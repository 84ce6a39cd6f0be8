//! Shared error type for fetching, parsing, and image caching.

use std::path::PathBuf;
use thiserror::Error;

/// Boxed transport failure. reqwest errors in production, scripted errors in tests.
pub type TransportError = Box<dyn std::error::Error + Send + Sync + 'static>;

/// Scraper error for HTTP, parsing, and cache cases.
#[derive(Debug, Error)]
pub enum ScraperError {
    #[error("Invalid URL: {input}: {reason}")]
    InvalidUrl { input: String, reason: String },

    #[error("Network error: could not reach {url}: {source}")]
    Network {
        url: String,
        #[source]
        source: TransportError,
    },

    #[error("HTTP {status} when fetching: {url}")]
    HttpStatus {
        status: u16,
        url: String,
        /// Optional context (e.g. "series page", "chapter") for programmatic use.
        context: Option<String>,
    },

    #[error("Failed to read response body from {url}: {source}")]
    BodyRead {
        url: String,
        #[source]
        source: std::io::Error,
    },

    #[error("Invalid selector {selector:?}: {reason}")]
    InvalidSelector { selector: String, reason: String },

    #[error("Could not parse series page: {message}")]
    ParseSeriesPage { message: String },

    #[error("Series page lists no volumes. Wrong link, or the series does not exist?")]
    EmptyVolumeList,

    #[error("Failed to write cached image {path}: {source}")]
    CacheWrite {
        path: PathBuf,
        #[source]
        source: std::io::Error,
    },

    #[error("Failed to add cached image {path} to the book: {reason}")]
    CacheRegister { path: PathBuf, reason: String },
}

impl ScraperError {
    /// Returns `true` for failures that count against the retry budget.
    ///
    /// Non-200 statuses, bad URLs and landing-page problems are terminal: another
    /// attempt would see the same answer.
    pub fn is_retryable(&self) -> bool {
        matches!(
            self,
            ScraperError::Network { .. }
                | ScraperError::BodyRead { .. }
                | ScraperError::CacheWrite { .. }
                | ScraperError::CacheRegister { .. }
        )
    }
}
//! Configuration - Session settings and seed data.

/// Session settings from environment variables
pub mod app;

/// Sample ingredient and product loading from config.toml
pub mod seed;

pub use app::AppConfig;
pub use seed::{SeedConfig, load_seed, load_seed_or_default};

_ _ _

From the line that holds "from environment variables" to the last line of the records above, print each line exactly. Add nothing else.

/// Session settings from environment variables
pub mod app;

/// Sample ingredient and product loading from config.toml
pub mod seed;

pub use app::AppConfig;
pub use seed::{SeedConfig, load_seed, load_seed_or_default};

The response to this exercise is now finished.